REQUIRED ACTION
Go through the following data and transcribe exactly the stretch of lines from the one holding "management for termfolio" to the one holding "use crate::error::Result;", both included.

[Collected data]
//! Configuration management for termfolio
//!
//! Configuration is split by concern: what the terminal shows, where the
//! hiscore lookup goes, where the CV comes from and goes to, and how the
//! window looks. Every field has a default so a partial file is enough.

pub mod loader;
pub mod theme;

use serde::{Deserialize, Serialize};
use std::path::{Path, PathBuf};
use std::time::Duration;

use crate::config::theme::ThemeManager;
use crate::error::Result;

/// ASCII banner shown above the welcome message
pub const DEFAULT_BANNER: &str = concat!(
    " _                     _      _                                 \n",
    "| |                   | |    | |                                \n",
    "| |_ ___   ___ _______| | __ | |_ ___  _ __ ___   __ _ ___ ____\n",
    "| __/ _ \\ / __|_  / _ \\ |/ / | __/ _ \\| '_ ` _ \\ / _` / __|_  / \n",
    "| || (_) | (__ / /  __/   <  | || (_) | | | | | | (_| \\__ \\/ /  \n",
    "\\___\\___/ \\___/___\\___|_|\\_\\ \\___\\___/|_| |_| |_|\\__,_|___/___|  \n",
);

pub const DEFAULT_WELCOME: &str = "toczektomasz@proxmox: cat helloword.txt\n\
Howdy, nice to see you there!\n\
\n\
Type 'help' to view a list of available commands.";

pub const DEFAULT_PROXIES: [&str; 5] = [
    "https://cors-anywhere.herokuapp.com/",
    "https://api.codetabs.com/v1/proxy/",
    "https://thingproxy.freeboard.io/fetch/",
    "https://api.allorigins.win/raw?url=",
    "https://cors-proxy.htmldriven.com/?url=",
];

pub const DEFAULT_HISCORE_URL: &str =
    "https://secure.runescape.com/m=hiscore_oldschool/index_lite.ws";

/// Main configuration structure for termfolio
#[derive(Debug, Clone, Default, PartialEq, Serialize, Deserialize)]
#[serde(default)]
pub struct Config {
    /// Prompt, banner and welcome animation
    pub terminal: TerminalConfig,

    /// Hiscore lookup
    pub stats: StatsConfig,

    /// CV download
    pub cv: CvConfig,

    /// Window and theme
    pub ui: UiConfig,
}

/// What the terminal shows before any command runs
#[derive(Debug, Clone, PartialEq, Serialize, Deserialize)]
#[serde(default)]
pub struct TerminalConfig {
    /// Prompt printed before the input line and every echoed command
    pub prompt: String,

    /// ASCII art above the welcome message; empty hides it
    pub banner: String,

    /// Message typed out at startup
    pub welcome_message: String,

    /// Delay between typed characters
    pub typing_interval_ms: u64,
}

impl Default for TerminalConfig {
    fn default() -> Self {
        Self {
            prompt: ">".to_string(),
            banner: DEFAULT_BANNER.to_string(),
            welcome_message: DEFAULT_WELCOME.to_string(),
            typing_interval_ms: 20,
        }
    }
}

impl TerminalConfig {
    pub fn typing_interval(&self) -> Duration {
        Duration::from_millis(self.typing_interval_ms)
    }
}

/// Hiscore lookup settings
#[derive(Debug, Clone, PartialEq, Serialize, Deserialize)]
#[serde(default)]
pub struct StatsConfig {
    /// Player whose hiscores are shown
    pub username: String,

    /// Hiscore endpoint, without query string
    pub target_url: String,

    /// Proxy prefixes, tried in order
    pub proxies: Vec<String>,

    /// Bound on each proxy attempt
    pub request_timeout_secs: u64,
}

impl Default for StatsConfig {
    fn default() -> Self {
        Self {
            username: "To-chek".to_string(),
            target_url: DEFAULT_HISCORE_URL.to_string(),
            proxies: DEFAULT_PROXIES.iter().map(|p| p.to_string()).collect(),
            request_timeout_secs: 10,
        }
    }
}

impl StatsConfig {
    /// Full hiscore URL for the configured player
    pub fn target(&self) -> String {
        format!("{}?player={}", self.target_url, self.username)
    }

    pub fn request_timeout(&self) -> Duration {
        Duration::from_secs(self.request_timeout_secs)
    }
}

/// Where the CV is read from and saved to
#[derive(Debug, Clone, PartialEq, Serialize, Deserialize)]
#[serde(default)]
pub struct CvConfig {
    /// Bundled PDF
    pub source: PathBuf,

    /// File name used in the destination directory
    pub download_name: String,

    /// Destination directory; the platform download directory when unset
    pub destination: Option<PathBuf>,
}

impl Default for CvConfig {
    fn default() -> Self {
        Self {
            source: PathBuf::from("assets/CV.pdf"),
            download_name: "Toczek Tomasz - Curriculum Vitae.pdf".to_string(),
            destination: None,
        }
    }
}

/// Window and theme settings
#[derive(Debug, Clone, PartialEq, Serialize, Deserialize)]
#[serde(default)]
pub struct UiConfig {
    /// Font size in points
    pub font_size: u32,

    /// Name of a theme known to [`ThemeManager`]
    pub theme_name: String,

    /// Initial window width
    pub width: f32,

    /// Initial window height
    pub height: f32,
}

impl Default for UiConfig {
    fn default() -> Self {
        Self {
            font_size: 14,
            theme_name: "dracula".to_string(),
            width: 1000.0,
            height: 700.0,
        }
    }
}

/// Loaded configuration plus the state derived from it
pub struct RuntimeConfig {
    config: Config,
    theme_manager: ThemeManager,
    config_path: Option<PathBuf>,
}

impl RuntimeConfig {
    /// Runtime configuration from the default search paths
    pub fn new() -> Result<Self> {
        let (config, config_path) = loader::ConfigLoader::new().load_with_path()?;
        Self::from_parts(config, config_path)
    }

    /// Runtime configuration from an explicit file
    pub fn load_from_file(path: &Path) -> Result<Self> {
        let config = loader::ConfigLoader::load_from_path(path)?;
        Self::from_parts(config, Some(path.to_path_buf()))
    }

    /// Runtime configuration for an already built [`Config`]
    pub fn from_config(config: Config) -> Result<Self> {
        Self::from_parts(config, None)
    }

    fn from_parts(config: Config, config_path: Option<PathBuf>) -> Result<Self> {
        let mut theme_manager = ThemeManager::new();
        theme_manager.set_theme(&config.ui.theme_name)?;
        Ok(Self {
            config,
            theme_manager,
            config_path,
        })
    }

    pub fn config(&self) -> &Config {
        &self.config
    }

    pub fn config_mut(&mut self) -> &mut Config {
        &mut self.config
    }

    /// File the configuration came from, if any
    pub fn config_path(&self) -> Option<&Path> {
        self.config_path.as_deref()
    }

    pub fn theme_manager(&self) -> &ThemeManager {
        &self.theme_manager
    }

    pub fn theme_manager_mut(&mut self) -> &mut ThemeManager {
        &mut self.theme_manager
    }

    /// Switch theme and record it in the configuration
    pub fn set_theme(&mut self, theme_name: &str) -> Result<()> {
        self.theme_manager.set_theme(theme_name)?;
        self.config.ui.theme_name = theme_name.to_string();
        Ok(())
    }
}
...
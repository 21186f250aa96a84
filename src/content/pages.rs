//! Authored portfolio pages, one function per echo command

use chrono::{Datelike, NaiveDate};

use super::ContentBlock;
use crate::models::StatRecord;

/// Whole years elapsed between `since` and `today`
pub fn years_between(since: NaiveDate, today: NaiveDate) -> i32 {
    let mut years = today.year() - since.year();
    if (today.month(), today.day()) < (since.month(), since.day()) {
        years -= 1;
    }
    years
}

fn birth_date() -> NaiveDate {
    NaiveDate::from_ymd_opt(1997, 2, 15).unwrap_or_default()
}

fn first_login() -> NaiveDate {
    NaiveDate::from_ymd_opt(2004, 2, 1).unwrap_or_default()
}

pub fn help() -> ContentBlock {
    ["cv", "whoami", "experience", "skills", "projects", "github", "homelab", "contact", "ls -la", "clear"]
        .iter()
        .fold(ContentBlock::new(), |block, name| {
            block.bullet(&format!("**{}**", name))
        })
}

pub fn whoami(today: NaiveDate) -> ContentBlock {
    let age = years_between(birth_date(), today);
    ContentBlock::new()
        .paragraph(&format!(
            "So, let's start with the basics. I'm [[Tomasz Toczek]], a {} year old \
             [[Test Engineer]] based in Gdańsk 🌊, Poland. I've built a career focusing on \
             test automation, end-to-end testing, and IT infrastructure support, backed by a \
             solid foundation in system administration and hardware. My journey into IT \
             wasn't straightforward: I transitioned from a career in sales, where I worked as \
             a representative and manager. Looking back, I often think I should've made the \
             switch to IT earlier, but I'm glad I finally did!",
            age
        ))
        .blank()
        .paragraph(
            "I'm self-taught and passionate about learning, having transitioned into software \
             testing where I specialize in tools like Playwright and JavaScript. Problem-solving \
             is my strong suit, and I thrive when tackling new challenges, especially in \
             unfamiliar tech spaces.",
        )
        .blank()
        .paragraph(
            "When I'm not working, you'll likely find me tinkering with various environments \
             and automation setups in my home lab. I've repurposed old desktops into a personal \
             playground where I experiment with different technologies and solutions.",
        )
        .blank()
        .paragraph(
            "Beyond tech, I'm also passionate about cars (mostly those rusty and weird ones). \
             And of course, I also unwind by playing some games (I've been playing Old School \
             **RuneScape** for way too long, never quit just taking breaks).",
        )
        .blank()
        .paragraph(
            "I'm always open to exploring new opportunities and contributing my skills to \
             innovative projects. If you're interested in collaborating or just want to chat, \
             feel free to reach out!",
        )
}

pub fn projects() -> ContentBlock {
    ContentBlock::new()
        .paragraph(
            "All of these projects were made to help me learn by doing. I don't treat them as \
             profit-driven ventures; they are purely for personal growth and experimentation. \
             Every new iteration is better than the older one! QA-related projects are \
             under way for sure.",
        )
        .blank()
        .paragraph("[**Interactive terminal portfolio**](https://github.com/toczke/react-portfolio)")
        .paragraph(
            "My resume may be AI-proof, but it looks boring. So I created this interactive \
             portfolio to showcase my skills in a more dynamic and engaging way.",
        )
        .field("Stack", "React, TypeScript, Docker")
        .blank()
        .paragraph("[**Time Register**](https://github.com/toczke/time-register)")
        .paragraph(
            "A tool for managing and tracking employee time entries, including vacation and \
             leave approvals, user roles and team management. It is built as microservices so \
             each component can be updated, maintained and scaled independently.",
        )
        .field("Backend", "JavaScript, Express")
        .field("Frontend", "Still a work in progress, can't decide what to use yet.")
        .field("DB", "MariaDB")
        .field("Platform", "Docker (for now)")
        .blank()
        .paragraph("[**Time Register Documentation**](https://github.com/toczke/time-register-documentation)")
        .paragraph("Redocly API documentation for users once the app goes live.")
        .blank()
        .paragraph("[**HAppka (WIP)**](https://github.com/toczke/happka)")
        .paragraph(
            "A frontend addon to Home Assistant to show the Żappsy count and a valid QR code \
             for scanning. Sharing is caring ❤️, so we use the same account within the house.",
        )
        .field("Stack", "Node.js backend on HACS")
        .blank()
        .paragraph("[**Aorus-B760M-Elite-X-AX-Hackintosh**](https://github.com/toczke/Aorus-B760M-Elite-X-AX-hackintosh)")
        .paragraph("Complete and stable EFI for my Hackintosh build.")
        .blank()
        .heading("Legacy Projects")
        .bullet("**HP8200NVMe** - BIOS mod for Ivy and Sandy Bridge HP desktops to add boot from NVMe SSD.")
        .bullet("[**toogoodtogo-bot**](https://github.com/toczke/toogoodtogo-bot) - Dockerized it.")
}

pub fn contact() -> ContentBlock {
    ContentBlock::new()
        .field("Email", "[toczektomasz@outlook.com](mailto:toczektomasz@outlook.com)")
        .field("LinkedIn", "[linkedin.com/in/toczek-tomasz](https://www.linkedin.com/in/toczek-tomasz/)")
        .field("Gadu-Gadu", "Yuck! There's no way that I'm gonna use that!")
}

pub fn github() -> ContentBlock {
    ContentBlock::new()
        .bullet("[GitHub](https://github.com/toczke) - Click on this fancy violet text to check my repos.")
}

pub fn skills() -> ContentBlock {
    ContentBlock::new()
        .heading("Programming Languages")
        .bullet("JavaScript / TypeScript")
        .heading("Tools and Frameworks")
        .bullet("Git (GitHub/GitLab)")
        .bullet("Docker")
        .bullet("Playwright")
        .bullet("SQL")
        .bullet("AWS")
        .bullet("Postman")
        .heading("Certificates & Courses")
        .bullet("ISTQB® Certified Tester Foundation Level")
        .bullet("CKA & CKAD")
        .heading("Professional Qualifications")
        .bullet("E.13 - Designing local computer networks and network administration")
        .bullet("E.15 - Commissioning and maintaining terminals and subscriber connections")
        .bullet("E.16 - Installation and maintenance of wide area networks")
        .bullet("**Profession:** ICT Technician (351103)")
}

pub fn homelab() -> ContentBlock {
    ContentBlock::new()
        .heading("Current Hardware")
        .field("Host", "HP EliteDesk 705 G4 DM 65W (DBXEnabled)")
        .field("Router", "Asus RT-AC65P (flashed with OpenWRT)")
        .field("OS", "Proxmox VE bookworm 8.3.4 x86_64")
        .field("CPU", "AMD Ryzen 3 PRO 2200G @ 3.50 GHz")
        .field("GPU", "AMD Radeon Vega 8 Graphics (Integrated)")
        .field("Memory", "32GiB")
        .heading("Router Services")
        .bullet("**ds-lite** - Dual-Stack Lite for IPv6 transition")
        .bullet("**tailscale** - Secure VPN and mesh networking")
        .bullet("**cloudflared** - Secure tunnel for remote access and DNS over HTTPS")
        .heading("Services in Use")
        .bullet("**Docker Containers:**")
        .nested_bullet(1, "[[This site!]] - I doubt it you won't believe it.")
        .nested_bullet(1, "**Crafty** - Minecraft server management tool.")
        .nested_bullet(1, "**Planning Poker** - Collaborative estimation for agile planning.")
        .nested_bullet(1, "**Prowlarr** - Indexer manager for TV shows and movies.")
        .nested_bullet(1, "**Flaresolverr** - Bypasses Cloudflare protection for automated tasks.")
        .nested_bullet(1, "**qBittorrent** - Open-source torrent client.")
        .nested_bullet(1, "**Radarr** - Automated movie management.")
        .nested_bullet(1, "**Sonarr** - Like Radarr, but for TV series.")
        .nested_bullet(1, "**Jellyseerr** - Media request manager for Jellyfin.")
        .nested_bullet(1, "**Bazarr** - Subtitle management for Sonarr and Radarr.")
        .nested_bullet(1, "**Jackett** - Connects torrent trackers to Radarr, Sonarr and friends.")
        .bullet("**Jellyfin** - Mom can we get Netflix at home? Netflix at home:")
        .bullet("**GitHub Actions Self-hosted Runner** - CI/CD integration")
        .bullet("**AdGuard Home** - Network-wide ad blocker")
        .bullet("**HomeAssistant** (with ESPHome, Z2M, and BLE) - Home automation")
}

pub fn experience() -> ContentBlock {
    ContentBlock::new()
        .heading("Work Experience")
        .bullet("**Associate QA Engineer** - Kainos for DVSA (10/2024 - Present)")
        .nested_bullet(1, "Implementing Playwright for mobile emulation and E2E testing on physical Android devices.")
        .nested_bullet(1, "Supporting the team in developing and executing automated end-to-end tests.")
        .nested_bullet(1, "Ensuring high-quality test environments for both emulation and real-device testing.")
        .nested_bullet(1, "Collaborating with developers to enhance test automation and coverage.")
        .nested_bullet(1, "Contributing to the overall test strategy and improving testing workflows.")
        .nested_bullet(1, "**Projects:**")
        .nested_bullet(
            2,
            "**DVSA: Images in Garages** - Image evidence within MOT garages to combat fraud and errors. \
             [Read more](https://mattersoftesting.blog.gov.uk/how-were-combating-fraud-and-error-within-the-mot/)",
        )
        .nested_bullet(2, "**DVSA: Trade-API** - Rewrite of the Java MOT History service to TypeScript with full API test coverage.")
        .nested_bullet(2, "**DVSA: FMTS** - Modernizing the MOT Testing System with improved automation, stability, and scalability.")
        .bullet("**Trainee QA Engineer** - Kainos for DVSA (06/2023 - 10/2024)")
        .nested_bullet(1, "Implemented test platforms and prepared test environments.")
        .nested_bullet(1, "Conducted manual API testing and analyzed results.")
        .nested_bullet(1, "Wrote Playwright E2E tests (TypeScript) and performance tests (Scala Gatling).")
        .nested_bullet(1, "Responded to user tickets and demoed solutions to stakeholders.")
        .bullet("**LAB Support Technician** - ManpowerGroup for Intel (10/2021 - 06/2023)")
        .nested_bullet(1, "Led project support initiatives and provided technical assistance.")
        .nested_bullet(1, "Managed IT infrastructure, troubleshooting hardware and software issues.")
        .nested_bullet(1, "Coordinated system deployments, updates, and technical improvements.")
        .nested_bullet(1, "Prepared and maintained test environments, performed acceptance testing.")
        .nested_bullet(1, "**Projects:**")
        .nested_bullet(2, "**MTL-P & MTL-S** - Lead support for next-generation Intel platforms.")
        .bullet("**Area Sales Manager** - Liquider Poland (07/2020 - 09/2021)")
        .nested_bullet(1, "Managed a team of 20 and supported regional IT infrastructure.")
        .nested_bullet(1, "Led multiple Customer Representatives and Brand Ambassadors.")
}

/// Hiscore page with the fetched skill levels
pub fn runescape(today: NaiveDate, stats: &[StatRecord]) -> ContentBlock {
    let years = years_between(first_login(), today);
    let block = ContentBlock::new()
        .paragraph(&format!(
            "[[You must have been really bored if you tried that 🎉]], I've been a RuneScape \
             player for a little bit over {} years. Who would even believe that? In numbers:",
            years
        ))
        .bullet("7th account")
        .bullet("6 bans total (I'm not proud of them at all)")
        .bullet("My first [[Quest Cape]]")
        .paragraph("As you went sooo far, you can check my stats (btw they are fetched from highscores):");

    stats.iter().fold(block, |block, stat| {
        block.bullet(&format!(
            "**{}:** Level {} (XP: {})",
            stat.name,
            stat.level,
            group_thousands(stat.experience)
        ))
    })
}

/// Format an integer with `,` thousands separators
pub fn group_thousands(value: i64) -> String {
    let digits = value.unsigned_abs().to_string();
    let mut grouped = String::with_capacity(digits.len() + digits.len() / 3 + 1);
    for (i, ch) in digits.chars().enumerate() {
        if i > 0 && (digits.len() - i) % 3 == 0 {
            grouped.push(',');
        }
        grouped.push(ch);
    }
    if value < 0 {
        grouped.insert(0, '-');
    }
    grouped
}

TASK ANSWER
//! Configuration management for termfolio
//!
//! Configuration is split by concern: what the terminal shows, where the
//! hiscore lookup goes, where the CV comes from and goes to, and how the
//! window looks. Every field has a default so a partial file is enough.

pub mod loader;
pub mod theme;

use serde::{Deserialize, Serialize};
use std::path::{Path, PathBuf};
use std::time::Duration;

use crate::config::theme::ThemeManager;
use crate::error::Result;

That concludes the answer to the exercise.